Settled dust assessment in clinical environment: useful for the evaluation of a wider bioburden spectrum
Published in International Journal of Environmental Health Research, 2021
Carla Viegas, Beatriz Almeida, Ana Monteiro, Inês Paciência, João Cavaleiro Rufo, Elisabete Carolino, Anita Quintal-Gomes, Magdalena Twarużek, Robert Kosicki, Geneviéve Marchand, Liliana Aranha Caetano, Susana Viegas
The presence of mycotoxins in clinical environments is not desirable since it represents an additional health risk factor for patients and workers. Unfortunately, mycotoxins are not commonly analyzed in samples from health care facilities and only one previous report has already reported mycotoxins data (Heutte et al. 2017).

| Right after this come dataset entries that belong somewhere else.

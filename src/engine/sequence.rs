//! Per-stream ordering guard.

use super::error::EngineError;
use crate::ledger::{LedgerStore, SequenceClaim, StoreResult, TradeAction};

/// Validates caller-supplied sequence numbers against the ledger.
pub struct SequenceGuard<'a> {
    store: &'a dyn LedgerStore,
}

impl<'a> SequenceGuard<'a> {
    pub fn new(store: &'a dyn LedgerStore) -> Self {
        Self { store }
    }

    /// Next sequence number the (pair, action) stream will accept.
    pub fn next_expected(&self, pair: &str, action: TradeAction) -> StoreResult<u64> {
        Ok(self.store.last_sequence(pair, action)? + 1)
    }

    /// Turn an optional caller sequence into a claim for the commit.
    ///
    /// Omitted numbers become [`SequenceClaim::Next`] and are assigned inside
    /// the commit transaction.
    pub fn validate(
        &self,
        pair: &str,
        action: TradeAction,
        supplied: Option<u64>,
    ) -> Result<SequenceClaim, EngineError> {
        let Some(supplied) = supplied else {
            return Ok(SequenceClaim::Next);
        };

        let expected = self.next_expected(pair, action)?;
        if supplied == expected {
            Ok(SequenceClaim::Exact(supplied))
        } else {
            Err(violation(pair, action, supplied, expected))
        }
    }
}

/// Error for a supplied sequence that does not match `expected`.
pub fn violation(pair: &str, action: TradeAction, supplied: u64, expected: u64) -> EngineError {
    if supplied < expected {
        EngineError::StaleSequence {
            pair: pair.to_string(),
            action,
            supplied,
            expected,
        }
    } else {
        EngineError::SequenceGap {
            pair: pair.to_string(),
            action,
            supplied,
            expected,
        }
    }
}
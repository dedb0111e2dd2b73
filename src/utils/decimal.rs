//! Decimal arithmetic utilities for ledger calculations.

use rust_decimal::Decimal;

/// Decimal places kept on order quantities.
pub const QUANTITY_DP: u32 = 6;

/// Decimal places kept on prices and signal readings.
pub const PRICE_DP: u32 = 2;

/// Round a decimal to a specific number of decimal places.
pub fn round_to_precision(value: Decimal, decimals: u32) -> Decimal {
    value.round_dp(decimals)
}

/// Round an order quantity to ledger precision.
pub fn round_quantity(value: Decimal) -> Decimal {
    round_to_precision(value, QUANTITY_DP)
}

/// Round a price to ledger precision.
pub fn round_price(value: Decimal) -> Decimal {
    round_to_precision(value, PRICE_DP)
}

/// Quote-currency value of `quantity` units at `price`.
///
/// `None` when the product does not fit in a `Decimal`.
pub fn notional(price: Decimal, quantity: Decimal) -> Option<Decimal> {
    price.checked_mul(quantity)
}

/// Convert an `f64` sample into a decimal at the given precision.
///
/// Non-finite inputs collapse to zero.
pub fn from_f64_rounded(value: f64, decimals: u32) -> Decimal {
    Decimal::from_f64_retain(value)
        .map(|d| d.round_dp(decimals))
        .unwrap_or_default()
}

/// Check whether two decimals agree within `epsilon`.
pub fn approx_eq(a: Decimal, b: Decimal, epsilon: Decimal) -> bool {
    (a - b).abs() <= epsilon
}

No correlations were found between mycotoxins contamination and specific cleaning routines, or other aspects able to explain the findings, since these were similar among all the assessed PHCC. In addition, no correlation was observed between total fungal load and mycotoxins levels. Similar to our findings, sterigmatocystin was already detected in a health care facility in 3 samples of bioaerosols at levels of 0.31, 0.32, and 1.45 μg per m3 (Heutte et al. 2017). Although in a different matrix the values found were lower than the one found in our study. According to IARC classification, sterigmatocystin is a possible human carcinogen (2B) and show immunotoxic and immunomodulatory activity, together with mutagenic effects (McConnell and Garner 1994; Liu et al. 2014; Gao et al. 2015; Viegas et al. 2018d). The conclusion made by EFSA Panel on Contaminants in the Food Chain (CONTAM) (2013) was that the genotoxicity of sterigmatocystin is based on the formation of DNA adducts that, if unrepaired, increase the likelihood of mutation fixation (Viegas et al. 2018d).